En realidad estas personas prefieren ir con Judás, el rebelde,  que traicionó porque le hicieron lo mismo y aunque las coyunturas cristianas prefirieron a Jesús (por chupar la media a Dios claramente) el fue el monarca de otro reino,desviando el camino dictatorial, pero el terreno celestial no es un recorrido biográfico que me atañe referir.Seguramente, deduzco, que se me entrecruzó como un lapsus por los años acaecidos de embole católico que fui protagonista durante mi formación primaria y parte de la secundaria.

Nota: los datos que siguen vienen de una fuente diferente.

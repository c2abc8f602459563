//! Workspace quota tracking.
//!
//! Process-wide counters of concurrent and daily usage per workspace.
//! Reservation is check-and-reserve under one lock: the limit check and the
//! increment are never separated, so concurrent submitters cannot both pass
//! a full quota.

use chrono::{Local, NaiveDate};
use parking_lot::Mutex;
use rustc_hash::{FxHashMap, FxHashSet};

use crate::error::{OrcaError, Result};
use crate::workspace::{Workspace, WorkspaceUsage};

/// What kind of resource a reservation covers.
#[derive(Debug, Clone, Copy, PartialEq, Eq)]
pub enum ReservationKind {
    Job,
    Sandbox,
}

#[derive(Debug, Default)]
struct WorkspaceCounters {
    running_jobs: FxHashSet<String>,
    running_sandboxes: FxHashSet<String>,
    jobs_today: u32,
    today: Option<NaiveDate>,
}

impl WorkspaceCounters {
    /// Reset the daily counter when a date change is observed.
    fn roll_date(&mut self, now: NaiveDate) {
        if self.today != Some(now) {
            self.today = Some(now);
            self.jobs_today = 0;
        }
    }
}

/// Thread-safe per-workspace usage tracker.
#[derive(Default)]
pub struct QuotaTracker {
    inner: Mutex<FxHashMap<String, WorkspaceCounters>>,
}

impl QuotaTracker {
    pub fn new() -> Self {
        Self::default()
    }

    /// Atomically verify limits and reserve a slot for `resource_id`.
    /// On success the reservation is held until [`release`](Self::release).
    pub fn check_and_reserve(
        &self,
        workspace: &Workspace,
        kind: ReservationKind,
        resource_id: &str,
    ) -> Result<()> {
        let mut inner = self.inner.lock();
        let counters = inner.entry(workspace.id.clone()).or_default();
        counters.roll_date(Local::now().date_naive());

        match kind {
            ReservationKind::Job => {
                let current = counters.running_jobs.len() as u32;
                if current >= workspace.limits.max_concurrent_jobs {
                    return Err(OrcaError::QuotaExceeded(format!(
                        "concurrent job limit reached: {}/{}",
                        current, workspace.limits.max_concurrent_jobs
                    )));
                }
                if let Some(daily) = workspace.limits.daily_job_limit {
                    if counters.jobs_today >= daily {
                        return Err(OrcaError::QuotaExceeded(format!(
                            "daily job limit reached: {}/{}",
                            counters.jobs_today, daily
                        )));
                    }
                }
                counters.running_jobs.insert(resource_id.to_string());
                counters.jobs_today += 1;
            }
            ReservationKind::Sandbox => {
                let current = counters.running_sandboxes.len() as u32;
                if current >= workspace.limits.max_concurrent_sandboxes {
                    return Err(OrcaError::QuotaExceeded(format!(
                        "concurrent sandbox limit reached: {}/{}",
                        current, workspace.limits.max_concurrent_sandboxes
                    )));
                }
                counters.running_sandboxes.insert(resource_id.to_string());
            }
        }
        Ok(())
    }

    /// Release a reservation. Releasing an unknown id is a no-op, so a
    /// double release cannot underflow the counters.
    pub fn release(&self, workspace_id: &str, kind: ReservationKind, resource_id: &str) {
        let mut inner = self.inner.lock();
        if let Some(counters) = inner.get_mut(workspace_id) {
            match kind {
                ReservationKind::Job => counters.running_jobs.remove(resource_id),
                ReservationKind::Sandbox => counters.running_sandboxes.remove(resource_id),
            };
        }
    }

    /// Current usage snapshot for a workspace.
    pub fn usage(&self, workspace_id: &str) -> WorkspaceUsage {
        let mut inner = self.inner.lock();
        let counters = inner.entry(workspace_id.to_string()).or_default();
        counters.roll_date(Local::now().date_naive());
        WorkspaceUsage {
            workspace_id: workspace_id.to_string(),
            running_jobs: counters.running_jobs.len() as u32,
            running_sandboxes: counters.running_sandboxes.len() as u32,
            jobs_today: counters.jobs_today,
        }
    }
}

Volvamos al gran encuentro con José. Iba una tarde de verano divagando con mis pensamientos saltarines, meditando sobre la figura discursiva del mediocre y ¡Zas! como treta de las moiras lo encuentro en un estante reposando en el supermercado. 

Sí, lo terrible es que no lo conocía y me resurgió, me dió fuerzas para constituirme como sujeto marginal, como mujer que no le llama la atención cumplir con los roles impostados (falsos e inauténticos). Que no me sale y no tengo ganas de cultivar una amistad con el riesgo de infectarme con el germen del sentido común despojado de toda imaginación pertenecientes a las personas comunes que tienen que chupar a otros que aprendierona succionar mejor  a otros  que hicieron un doctorado en lamer y lo transmiten en un cónclave vaticano, secreto y críptico.

¡Basta! me van a decir resentida pero no es así. Ingenieros me dijo que tome la proa visionaria hacia un ideal y mi ideal es correr por el cordón de la vereda, sin otros, conmigo misma, en comunión con los surrealistas... de la vida.


Bibliografía
  • Ingenieros,José: "El hombre mediocre". Editorial Guadal, Bs As, 2007.